(TASK TO CARRY OUT) Somewhere below is a line with "invariants (types, enums)" and, later, a line with "pub mod pool;"; repeat those two lines and all the lines between them, exactly as they are.

"""

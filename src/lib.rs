//! harvester - Resumable step pipelines for per-source data collection jobs.
//!
//! ## Architecture
//!
//! A job is a [`Pipeline`] of ordered steps. Each step turns its input into
//! units of work; a bounded [`WorkerPool`] processes the units, each worker
//! holding at most one automation session, and commits every unit atomically
//! together with the step's checkpoint.
//!
//! - **Run Ledger**: one active run per job type, guarded by a lease
//! - **Checkpoint Store**: per-step cursor, row counter and unit outcomes
//! - **Resource Tracker**: every session recorded from launch to release
//! - **Circuit Breakers**: pause a step while its dependency is down
//!
//! ## Resume
//!
//! Restarting a job in [`RunMode::Resume`] skips `done` steps and continues
//! the `running` one from its cursor; units already terminal are never
//! re-executed.
//!
//! ## Epistemic Design
//!
//! - K_i (Knowledge): Compile-time enforced invariants (types, enums)
//! - B_i (Beliefs): Runtime fallible operations (Result, Option)
//! - I^R (Resolvable): Operator-configurable parameters
//! - I^B (Bounded): Flaky dependencies and dead processes (retry, breaker, sweep)

pub mod checkpoint;
pub mod client;
pub mod models;
pub mod pipeline;
pub mod pool;

// Re-exports for convenience
pub use checkpoint::{CheckpointStore, Database, RunLedger, UnitWriter};
pub use client::{BreakerRegistry, ResourceTracker, Session, SessionProvider};
pub use models::{Config, Cursor, HarvestError, Result, RunId, RunMode, Unit, UnitError};
pub use pipeline::{Pipeline, PipelineExecutor, RunReport, Step, StepHook};
pub use pool::WorkerPool;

"""

(EXERCISE ANSWER)
//! - K_i (Knowledge): Compile-time enforced invariants (types, enums)
//! - B_i (Beliefs): Runtime fallible operations (Result, Option)
//! - I^R (Resolvable): Operator-configurable parameters
//! - I^B (Bounded): Flaky dependencies and dead processes (retry, breaker, sweep)

pub mod checkpoint;
pub mod client;
pub mod models;
pub mod pipeline;
pub mod pool;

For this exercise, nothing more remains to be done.